For fans of Frank Turner, Saint Raymond and City and Colour, we bring you Marc Halls. Better known as the frontman of Hey Vanity, Marc recently self-released his second EP, Born Into Light, after the success of his debut solo lead to tours with Inme’s Dave McPherson and playing the acoustic stage of Slamdunk. This seven track offering boast two live recordings, and opener of the record can be downloaded below.
Open Ended Stories (below) begins the EP rather simplistically, a basic song structure holds an unchallenged narration, all delivered in a rather Like Sital-Singh manner. Whilst the song is undeniably pleasant and well executed, it lacks much to set it apart in a genre that’s becoming increasingly popular. It’s not as though Marc lacks the ability, as the rest of the EP will highlight, but it’s that this track doesn’t showcase that.

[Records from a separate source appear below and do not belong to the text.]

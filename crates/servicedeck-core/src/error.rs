//! Unified error handling for servicedeck core.
//!
//! This module provides a unified error type that wraps domain and application
//! errors, with user-actionable suggestions.

use thiserror::Error;

use crate::application::ApplicationError;
use crate::domain::DomainError;

/// Root error type for servicedeck core operations.
#[derive(Debug, Error, Clone)]
pub enum DeckError {
    /// Validation failures on backend data or user input.
    #[error("Domain error: {0}")]
    Domain(#[from] DomainError),

    /// Orchestration and collaborator failures.
    #[error("Application error: {0}")]
    Application(#[from] ApplicationError),

    /// Configuration or setup errors.
    #[error("Configuration error: {message}")]
    Configuration { message: String },
}

impl DeckError {
    /// Get user-actionable suggestions for fixing this error.
    pub fn suggestions(&self) -> Vec<String> {
        match self {
            Self::Domain(e) => e.suggestions(),
            Self::Application(e) => e.suggestions(),
            Self::Configuration { message } => vec![
                format!("Configuration issue: {}", message),
                "Check your setup and try again".into(),
            ],
        }
    }

    /// Get error category for display/styling purposes.
    pub fn category(&self) -> ErrorCategory {
        match self {
            Self::Domain(e) => match e.category() {
                crate::domain::ErrorCategory::Validation => ErrorCategory::Validation,
                crate::domain::ErrorCategory::Integrity => ErrorCategory::Backend,
            },
            Self::Application(e) => e.category(),
            Self::Configuration { .. } => ErrorCategory::Configuration,
        }
    }

    /// Check if this error is retryable.
    ///
    /// The application never retries on its own; this only feeds the hints
    /// shown to the user.
    pub fn is_retryable(&self) -> bool {
        matches!(
            self,
            Self::Application(ApplicationError::StoreLockError)
                | Self::Application(ApplicationError::Collaborator {
                    transient: true,
                    ..
                })
        )
    }
}

/// Error categories for UI display.
#[derive(Debug, Clone, Copy, PartialEq, Eq)]
pub enum ErrorCategory {
    Validation,
    NotFound,
    Backend,
    Configuration,
    Internal,
}

/// Convenient result type alias.
pub type DeckResult<T> = Result<T, DeckError>;

#[cfg(test)]
mod tests {
    use super::*;
    use crate::application::CollaboratorOperation;

    #[test]
    fn transport_failures_are_retryable() {
        let err: DeckError =
            ApplicationError::transport(CollaboratorOperation::List, "connection reset").into();
        assert!(err.is_retryable());
        assert_eq!(err.category(), ErrorCategory::Backend);
    }

    #[test]
    fn rejections_are_not_retryable() {
        let err: DeckError =
            ApplicationError::rejected(CollaboratorOperation::Delete, "unauthorized").into();
        assert!(!err.is_retryable());
    }

    #[test]
    fn missing_title_is_a_validation_error() {
        let err: DeckError = DomainError::MissingRequiredField {
            record: "service 'x'".into(),
            field: "title",
        }
        .into();
        assert_eq!(err.category(), ErrorCategory::Validation);
        assert!(!err.suggestions().is_empty());
    }

    #[test]
    fn not_found_maps_to_not_found() {
        let err: DeckError = ApplicationError::ServiceNotFound { id: "x".into() }.into();
        assert_eq!(err.category(), ErrorCategory::NotFound);
    }
}
//! Implementation of the `servicedeck press` command.

use std::sync::Arc;

use tracing::instrument;

use servicedeck_core::prelude::{ServiceScreen, UiEvent};

use crate::{
    cli::PressArgs, config::AppConfig, error::CliResult, output::OutputManager,
    presenter::TerminalPresenter,
};

/// Press "Get Started": show the confirmation, then wait for dismissal.
#[instrument(skip_all)]
pub async fn execute(args: PressArgs, config: AppConfig, output: OutputManager) -> CliResult<()> {
    let presenter = Arc::new(TerminalPresenter::new(!output.supports_color()));
    let screen = ServiceScreen::new(
        super::controller(&config)?,
        presenter.clone(),
        super::screen_options(&config, None, None)?,
    );

    screen.dispatch(UiEvent::PressPrimary).await?;

    // quiet runs never block on input
    if !args.yes && !output.is_quiet() {
        presenter.await_dismissal()?;
    }
    output.success("Confirmation dismissed")?;
    Ok(())
}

Edging towards percussion guitar, Marc opens Next Time with little explanation, but the romantic fondness declares this as the token love song of the record. A heart-on-the-sleeve reflection, this track blends open, accessible lines with a chance for Marc to add the deserved power into the vocals, before folk-infused Lullabys takes a turn for the melodic. Nautical metaphors and a few forced lines lead into a tight and well-written middle eight, winding the track up neatly.
It isn’t until Armoured Cloak that Marc’s vocal and lyrical capacity is filled; layers embelish the chorus, but the pace that accompanies the second verse is what leaves this standing out. Despite this, the song remains almost unfinished, before longest and last of the studio recordings, Connor’s Song takes hold. Written about the passing of a friend, the frank and honest lyrics mark this as a the most touching off the EP, with a close so moving it’d undoubtedly take a live crowd to tears.
The EP closes with two live recordings, Follower and Air Supply. This pair change the tone of the release, and would feel more suitable as B Sides on an album than as an apt EP finale. Stripped back and more honest for it, these tracks takes away the depth of their predecessors, enhancing the sincerity but drawing attention to a few wavering notes.
To say this is a release full of surplus material from other projects, there’s an unavoidable sensation that it’s been padded out; at seven songs, there’s no need for this. In these seven, though, there are a few really striking moments, that do manage to set Marc apart from the constant onslaught of acoustic singer/songwriters, and it’d be wrong to ignore the talent contained in them.